A tomada de decisão do executivo foi fundada exclusivamente num parecer do Observatório Astronómico de Lisboa, presidido pelo físico Rui Jorge Agostinho, sem a participação de médicos e especialistas do sono portugueses.

“Devemos ter só um horário, o horário de inverno. O horário de verão é muito perigoso porque não devemos ter o pôr do sol tão tarde. É essa a recomendação da Sociedade Europeia de Cronobiologia, mas antes dela já  eu defendia isso”, disse Teresa Paiva.

Se mantivermos o horário de inverno ficamos alinhados com a hora solar e é assim que deve ser. Há estudos feitos, na Europa, na  Rússia, na China, que indicam que quanto mais afastados estamos da direcção do oeste, mais efeitos nocivos temos, como um aumento da incidência de cancro e da redução da esperança de vida”, acrescentou.
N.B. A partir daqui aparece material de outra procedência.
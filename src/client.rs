//! Client facade tying subscriptions, delivery and execution together.

use crate::cache::CacheStore;
use crate::delivery::{DeliveryExecutor, InlineExecutor, ThreadExecutor};
use crate::error::{Result, SyncError};
use crate::execution::{
    self, DocumentBackend, ExecutionDecision, Mutation, MutationKind, Precondition, RetryPolicy,
};
use crate::query::{ChannelId, Fingerprint, Query, SubscriptionTarget};
use crate::subscriptions::{
    EventSink, SubscriptionCallback, SubscriptionEvent, SubscriptionHandle, SubscriptionRegistry,
    SubscriptionState,
};
use crate::transport::{ServerEvent, Transport};
use crate::types::{Document, DocumentBody, SubscriberId};
use std::sync::Arc;
use tracing::info;

/// Where subscriber callbacks and execution completions run.
#[derive(Clone, Debug, PartialEq, Eq)]
pub enum DeliveryMode {
    /// On whichever thread produced the event, after the client's
    /// internal locks are released.
    Inline,
    /// On one dedicated thread.
    Dedicated { thread_name: String },
}

/// Configuration for a sync client.
#[derive(Clone, Debug)]
pub struct ClientConfig {
    /// Conflict retry bounds for optimistic execution.
    pub retry: RetryPolicy,

    pub delivery: DeliveryMode,

    /// Events a [`SubscriptionHandle`] may hold undrained before its
    /// subscriber is dropped with [`SyncError::BufferOverflow`].
    pub buffer_size: usize,
}

impl Default for ClientConfig {
    fn default() -> Self {
        Self {
            retry: RetryPolicy::default(),
            delivery: DeliveryMode::Dedicated {
                thread_name: "docsync-delivery".to_string(),
            },
            buffer_size: 1000,
        }
    }
}

/// Entry point for subscribing to collections and channels and for
/// optimistic writes.
///
/// The transport decodes server traffic and feeds it back through
/// [`SyncClient::handle_event`].
pub struct SyncClient {
    registry: Arc<SubscriptionRegistry>,
    backend: Arc<dyn DocumentBackend>,
    cache: Option<Arc<dyn CacheStore>>,
    executor: Arc<dyn DeliveryExecutor>,
    config: ClientConfig,
}

impl SyncClient {
    /// Create a client without a local cache.
    pub fn new(
        config: ClientConfig,
        transport: Arc<dyn Transport>,
        backend: Arc<dyn DocumentBackend>,
    ) -> Result<Self> {
        Self::build(config, transport, backend, None)
    }

    /// Create a client that warms subscriptions from, and writes back to,
    /// a local cache.
    pub fn with_cache(
        config: ClientConfig,
        transport: Arc<dyn Transport>,
        backend: Arc<dyn DocumentBackend>,
        cache: Arc<dyn CacheStore>,
    ) -> Result<Self> {
        Self::build(config, transport, backend, Some(cache))
    }

    fn build(
        config: ClientConfig,
        transport: Arc<dyn Transport>,
        backend: Arc<dyn DocumentBackend>,
        cache: Option<Arc<dyn CacheStore>>,
    ) -> Result<Self> {
        let executor: Arc<dyn DeliveryExecutor> = match &config.delivery {
            DeliveryMode::Inline => Arc::new(InlineExecutor),
            DeliveryMode::Dedicated { thread_name } => {
                Arc::new(ThreadExecutor::spawn(thread_name.clone())?)
            }
        };

        info!(
            delivery = ?config.delivery,
            buffer_size = config.buffer_size,
            cache = cache.is_some(),
            "sync client started"
        );

        Ok(Self {
            registry: Arc::new(SubscriptionRegistry::new(
                transport,
                cache.clone(),
                Arc::clone(&executor),
            )),
            backend,
            cache,
            executor,
            config,
        })
    }

    pub fn config(&self) -> &ClientConfig {
        &self.config
    }

    /// Subscribe to a collection query. Events arrive on the returned handle.
    pub fn subscribe(&self, query: Query) -> Result<SubscriptionHandle> {
        self.subscribe_target(SubscriptionTarget::Collection(query))
    }

    /// Subscribe to a single document. The dataset holds at most that
    /// document; see [`ChangeSet::single`](crate::ChangeSet::single).
    pub fn subscribe_document(
        &self,
        collection: impl Into<String>,
        id: impl Into<String>,
    ) -> Result<SubscriptionHandle> {
        self.subscribe(Query::document(collection, id))
    }

    /// Subscribe to messages on a channel.
    pub fn subscribe_channel(&self, channel: ChannelId) -> Result<SubscriptionHandle> {
        self.subscribe_target(SubscriptionTarget::Channel(channel))
    }

    /// Subscribe with a callback run on the delivery executor.
    pub fn subscribe_with<F>(&self, target: SubscriptionTarget, callback: F) -> Result<SubscriberId>
    where
        F: Fn(SubscriptionEvent) + Send + Sync + 'static,
    {
        let callback: SubscriptionCallback = Arc::new(callback);
        let (id, _) = self
            .registry
            .subscribe(target, EventSink::Callback(callback))?;
        Ok(id)
    }

    fn subscribe_target(&self, target: SubscriptionTarget) -> Result<SubscriptionHandle> {
        let (sink, receiver) = EventSink::bounded(self.config.buffer_size);
        let (id, fingerprint) = self.registry.subscribe(target, sink)?;
        Ok(SubscriptionHandle {
            id,
            fingerprint,
            receiver,
        })
    }

    /// Detach one subscriber.
    pub fn unsubscribe(&self, id: SubscriberId) -> Result<()> {
        self.registry.unsubscribe(id)
    }

    /// Feed a decoded server event into the client.
    pub fn handle_event(&self, event: ServerEvent) {
        self.registry.handle_event(event);
    }

    /// Publish a message to a channel. `completion` runs on the delivery
    /// executor once the server acknowledges or rejects it.
    pub fn publish<C>(
        &self,
        channel: impl Into<String>,
        body: DocumentBody,
        completion: C,
    ) -> Result<()>
    where
        C: FnOnce(Result<()>) + Send + 'static,
    {
        self.registry
            .publish(channel.into(), body, Box::new(completion))
    }

    /// Read a query once without subscribing.
    pub fn fetch(&self, query: &Query) -> Result<Vec<Document>> {
        execution::fetch(self.backend.as_ref(), self.cache.as_ref(), query)
    }

    /// Read one document once. A missing document comes back as a tombstone.
    pub fn fetch_document(&self, collection: &str, id: &str) -> Result<Document> {
        execution::fetch_document(self.backend.as_ref(), self.cache.as_ref(), collection, id)
    }

    /// Replace a document's body.
    pub fn mutate(
        &self,
        collection: &str,
        id: &str,
        body: DocumentBody,
        precondition: Precondition,
    ) -> Result<()> {
        self.apply(collection, id, MutationKind::Write(body), precondition)
    }

    /// Patch top-level keys of a document; `null` values remove keys.
    pub fn merge(
        &self,
        collection: &str,
        id: &str,
        patch: DocumentBody,
        precondition: Precondition,
    ) -> Result<()> {
        self.apply(collection, id, MutationKind::Merge(patch), precondition)
    }

    pub fn delete(&self, collection: &str, id: &str, precondition: Precondition) -> Result<()> {
        self.apply(collection, id, MutationKind::Delete, precondition)
    }

    fn apply(
        &self,
        collection: &str,
        id: &str,
        kind: MutationKind,
        precondition: Precondition,
    ) -> Result<()> {
        let mutation = Mutation {
            collection: collection.to_string(),
            document_id: id.to_string(),
            kind,
            precondition,
        };
        execution::apply(self.backend.as_ref(), self.cache.as_ref(), mutation)
    }

    /// Run the optimistic read-decide-write flow on the calling thread.
    pub fn execute<F>(&self, collection: &str, id: &str, decide: F) -> Result<()>
    where
        F: FnMut(&Document) -> ExecutionDecision,
    {
        execution::execute(
            self.backend.as_ref(),
            self.cache.as_ref(),
            &self.config.retry,
            collection,
            id,
            decide,
        )
    }

    /// Run the optimistic flow on a background thread and hand the result
    /// to `completion` on the delivery executor.
    pub fn execute_with_completion<F, C>(
        &self,
        collection: impl Into<String>,
        id: impl Into<String>,
        decide: F,
        completion: C,
    ) -> Result<()>
    where
        F: FnMut(&Document) -> ExecutionDecision + Send + 'static,
        C: FnOnce(Result<()>) + Send + 'static,
    {
        let collection = collection.into();
        let id = id.into();
        let backend = Arc::clone(&self.backend);
        let cache = self.cache.clone();
        let policy = self.config.retry.clone();
        let executor = Arc::clone(&self.executor);

        std::thread::Builder::new()
            .name("docsync-execute".to_string())
            .spawn(move || {
                let result = execution::execute(
                    backend.as_ref(),
                    cache.as_ref(),
                    &policy,
                    &collection,
                    &id,
                    decide,
                );
                executor.execute(Box::new(move || completion(result)));
            })
            .map_err(|e| SyncError::Executor(e.to_string()))?;

        Ok(())
    }

    /// Number of subscribers sharing the subscription for `fingerprint`.
    pub fn subscriber_count(&self, fingerprint: &Fingerprint) -> usize {
        self.registry.subscriber_count(fingerprint)
    }

    /// State of the subscription serving `fingerprint`, if any.
    pub fn manager_state(&self, fingerprint: &Fingerprint) -> Option<SubscriptionState> {
        self.registry.manager_state(fingerprint)
    }

    /// Last known dataset for `fingerprint`.
    pub fn document_set(&self, fingerprint: &Fingerprint) -> Option<Vec<Document>> {
        self.registry.document_set(fingerprint)
    }

    /// Wire-level subscriptions still tracked, including ones awaiting
    /// their unsubscribe acknowledgement.
    pub fn active_subscriptions(&self) -> usize {
        self.registry.active_subscriptions()
    }
}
“Se se apanhar muita luz à noite há bloqueio da melatonina, Tem-se menos sono e vamos mais tarde para a cama. Não é o meu entender, é assim, científico”, concluiu.

“Ter o horário de verão é ainda particularmente nefasto porque já somos o país mais tardio do mundo, o país do mundo que vai para a cama mais tarde, o nosso cronotipo chega a ser mais tardio do que a Espanha, e este horário de verão ainda torna as pessoas mais noctívagas”, referiu ainda a especialista em medicina do sono.

“Não se pode jantar às dez da noite, como acontece hoje muitas vezes. Se se janta a esta hora, é natural que se vá para a cama muito tarde”, adiantou.

“Quando as pessoas se começam a deitar tarde há uma décalage e o nosso relógio biológico vai tornar-se cada vez mais tardio” disse.